Segment Start: Records to process

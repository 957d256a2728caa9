use rdkafka::config::ClientConfig;
use rdkafka::message::Message as KafkaMessage;
use rdkafka::producer::{BaseRecord, DeliveryResult, Producer, ProducerContext, ThreadedProducer};
use rdkafka::ClientContext;

use carpark_core::{DeliveryReport, IngestError, IngestSpec, RecordSink, ReportTx, Result};
use std::time::Duration;
use tracing::{info, warn};

/// Producer context that forwards every delivery callback to the report
/// channel. The sender lives as long as the producer does.
pub struct ReportingContext {
    reports: ReportTx,
}

impl ClientContext for ReportingContext {}

impl ProducerContext for ReportingContext {
    type DeliveryOpaque = ();

    fn delivery(&self, result: &DeliveryResult<'_>, _opaque: Self::DeliveryOpaque) {
        let report = match result {
            Ok(m) => DeliveryReport::Delivered {
                topic: m.topic().to_string(),
                partition: m.partition(),
                offset: m.offset(),
                key: key_string(m.key()),
            },
            Err((e, m)) => DeliveryReport::Failed {
                topic: m.topic().to_string(),
                partition: m.partition(),
                key: key_string(m.key()),
                error: e.to_string(),
            },
        };
        // the drain task is gone only after the producer is dropped
        let _ = self.reports.send(report);
    }
}

fn key_string(key: Option<&[u8]>) -> Option<String> {
    key.map(|k| String::from_utf8_lossy(k).into_owned())
}

/// Kafka connection used as a [`RecordSink`]
///
/// librdkafka's background thread polls the producer and runs delivery
/// callbacks; reports leave through the channel handed to [`connect`].
///
/// [`connect`]: KafkaRecordSink::connect
pub struct KafkaRecordSink {
    producer: ThreadedProducer<ReportingContext>,
    brokers: String,
}

impl KafkaRecordSink {
    pub fn connect(spec: &IngestSpec, reports: ReportTx) -> Result<Self> {
        let producer: ThreadedProducer<ReportingContext> = ClientConfig::new()
            .set("bootstrap.servers", &spec.brokers)
            .set("client.id", &spec.client_id)
            .set("acks", &spec.acks)
            .create_with_context(ReportingContext { reports })
            .map_err(|e| IngestError::Connection {
                brokers: spec.brokers.clone(),
                source: Box::new(e),
            })?;

        info!(
            "Created Kafka producer for {} (client.id={}, acks={})",
            spec.brokers, spec.client_id, spec.acks
        );
        Ok(Self {
            producer,
            brokers: spec.brokers.clone(),
        })
    }

    /// Release the connection. Dropping the producer drops its context and
    /// with it the report sender, which lets the drain task finish.
    pub fn close(self) {
        let in_flight = self.producer.in_flight_count();
        if in_flight > 0 {
            warn!(
                "Closing producer for {} with {} messages in flight",
                self.brokers, in_flight
            );
        }
        drop(self.producer);
    }
}

impl RecordSink for KafkaRecordSink {
    fn enqueue(&self, topic: &str, key: &str, payload: &[u8]) -> Result<()> {
        let record = BaseRecord::to(topic).key(key).payload(payload);

        self.producer
            .send(record)
            .map_err(|(e, _)| IngestError::Enqueue {
                key: key.to_string(),
                source: Box::new(e),
            })
    }

    fn flush(&self, timeout: Duration) -> Result<()> {
        self.producer
            .flush(timeout)
            .map_err(|e| IngestError::Flush(Box::new(e)))
    }
}

#[cfg(test)]
mod tests {
    use super::*;
    use carpark_core::{report_channel, spawn_drain, DeliveryStats};

    #[tokio::test]
    async fn closing_the_producer_ends_the_drain() {
        // creating a producer does not contact the brokers
        let spec = IngestSpec {
            brokers: "127.0.0.1:1".into(),
            ..IngestSpec::default()
        };
        let (tx, rx) = report_channel();
        let drain = spawn_drain(rx);

        let sink = KafkaRecordSink::connect(&spec, tx).unwrap();
        sink.flush(Duration::from_millis(100)).unwrap();
        sink.close();

        assert_eq!(drain.await.unwrap(), DeliveryStats::default());
    }

    #[tokio::test]
    async fn unflushed_message_times_out_and_fails_on_close() {
        let spec = IngestSpec {
            brokers: "127.0.0.1:1".into(),
            ..IngestSpec::default()
        };
        let (tx, rx) = report_channel();
        let drain = spawn_drain(rx);

        let sink = KafkaRecordSink::connect(&spec, tx).unwrap();
        sink.enqueue(&spec.topic, "2024-01-01 00:00-A1", br#"{"carpark_number":"A1"}"#)
            .unwrap();

        let flushed = sink.flush(Duration::from_millis(200));
        assert!(matches!(flushed, Err(IngestError::Flush(_))));

        sink.close();
        assert_eq!(
            drain.await.unwrap(),
            DeliveryStats {
                delivered: 0,
                failed: 1
            }
        );
    }

    #[test]
    fn invalid_acks_is_a_connection_error() {
        let spec = IngestSpec {
            acks: "sometimes".into(),
            ..IngestSpec::default()
        };
        let (tx, _rx) = report_channel();

        assert!(matches!(
            KafkaRecordSink::connect(&spec, tx),
            Err(IngestError::Connection { .. })
        ));
    }
}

Segment End: Records to process

▸ **Activity**
Your job is to print all of the material again, word for word.

▸ **Exercise result**
repository 957d256a2728caa9
use rdkafka::config::ClientConfig;
use rdkafka::message::Message as KafkaMessage;
use rdkafka::producer::{BaseRecord, DeliveryResult, Producer, ProducerContext, ThreadedProducer};
use rdkafka::ClientContext;

use carpark_core::{DeliveryReport, IngestError, IngestSpec, RecordSink, ReportTx, Result};
use std::time::Duration;
use tracing::{info, warn};

/// Producer context that forwards every delivery callback to the report
/// channel. The sender lives as long as the producer does.
pub struct ReportingContext {
    reports: ReportTx,
}

impl ClientContext for ReportingContext {}

impl ProducerContext for ReportingContext {
    type DeliveryOpaque = ();

    fn delivery(&self, result: &DeliveryResult<'_>, _opaque: Self::DeliveryOpaque) {
        let report = match result {
            Ok(m) => DeliveryReport::Delivered {
                topic: m.topic().to_string(),
                partition: m.partition(),
                offset: m.offset(),
                key: key_string(m.key()),
            },
            Err((e, m)) => DeliveryReport::Failed {
                topic: m.topic().to_string(),
                partition: m.partition(),
                key: key_string(m.key()),
                error: e.to_string(),
            },
        };
        // the drain task is gone only after the producer is dropped
        let _ = self.reports.send(report);
    }
}

fn key_string(key: Option<&[u8]>) -> Option<String> {
    key.map(|k| String::from_utf8_lossy(k).into_owned())
}

/// Kafka connection used as a [`RecordSink`]
///
/// librdkafka's background thread polls the producer and runs delivery
/// callbacks; reports leave through the channel handed to [`connect`].
///
/// [`connect`]: KafkaRecordSink::connect
pub struct KafkaRecordSink {
    producer: ThreadedProducer<ReportingContext>,
    brokers: String,
}

impl KafkaRecordSink {
    pub fn connect(spec: &IngestSpec, reports: ReportTx) -> Result<Self> {
        let producer: ThreadedProducer<ReportingContext> = ClientConfig::new()
            .set("bootstrap.servers", &spec.brokers)
            .set("client.id", &spec.client_id)
            .set("acks", &spec.acks)
            .create_with_context(ReportingContext { reports })
            .map_err(|e| IngestError::Connection {
                brokers: spec.brokers.clone(),
                source: Box::new(e),
            })?;

        info!(
            "Created Kafka producer for {} (client.id={}, acks={})",
            spec.brokers, spec.client_id, spec.acks
        );
        Ok(Self {
            producer,
            brokers: spec.brokers.clone(),
        })
    }

    /// Release the connection. Dropping the producer drops its context and
    /// with it the report sender, which lets the drain task finish.
    pub fn close(self) {
        let in_flight = self.producer.in_flight_count();
        if in_flight > 0 {
            warn!(
                "Closing producer for {} with {} messages in flight",
                self.brokers, in_flight
            );
        }
        drop(self.producer);
    }
}

impl RecordSink for KafkaRecordSink {
    fn enqueue(&self, topic: &str, key: &str, payload: &[u8]) -> Result<()> {
        let record = BaseRecord::to(topic).key(key).payload(payload);

        self.producer
            .send(record)
            .map_err(|(e, _)| IngestError::Enqueue {
                key: key.to_string(),
                source: Box::new(e),
            })
    }

    fn flush(&self, timeout: Duration) -> Result<()> {
        self.producer
            .flush(timeout)
            .map_err(|e| IngestError::Flush(Box::new(e)))
    }
}

#[cfg(test)]
mod tests {
    use super::*;
    use carpark_core::{report_channel, spawn_drain, DeliveryStats};

    #[tokio::test]
    async fn closing_the_producer_ends_the_drain() {
        // creating a producer does not contact the brokers
        let spec = IngestSpec {
            brokers: "127.0.0.1:1".into(),
            ..IngestSpec::default()
        };
        let (tx, rx) = report_channel();
        let drain = spawn_drain(rx);

        let sink = KafkaRecordSink::connect(&spec, tx).unwrap();
        sink.flush(Duration::from_millis(100)).unwrap();
        sink.close();

        assert_eq!(drain.await.unwrap(), DeliveryStats::default());
    }

    #[tokio::test]
    async fn unflushed_message_times_out_and_fails_on_close() {
        let spec = IngestSpec {
            brokers: "127.0.0.1:1".into(),
            ..IngestSpec::default()
        };
        let (tx, rx) = report_channel();
        let drain = spawn_drain(rx);

        let sink = KafkaRecordSink::connect(&spec, tx).unwrap();
        sink.enqueue(&spec.topic, "2024-01-01 00:00-A1", br#"{"carpark_number":"A1"}"#)
            .unwrap();

        let flushed = sink.flush(Duration::from_millis(200));
        assert!(matches!(flushed, Err(IngestError::Flush(_))));

        sink.close();
        assert_eq!(
            drain.await.unwrap(),
            DeliveryStats {
                delivered: 0,
                failed: 1
            }
        );
    }

    #[test]
    fn invalid_acks_is_a_connection_error() {
        let spec = IngestSpec {
            acks: "sometimes".into(),
            ..IngestSpec::default()
        };
        let (tx, _rx) = report_channel();

        assert!(matches!(
            KafkaRecordSink::connect(&spec, tx),
            Err(IngestError::Connection { .. })
        ));
    }
}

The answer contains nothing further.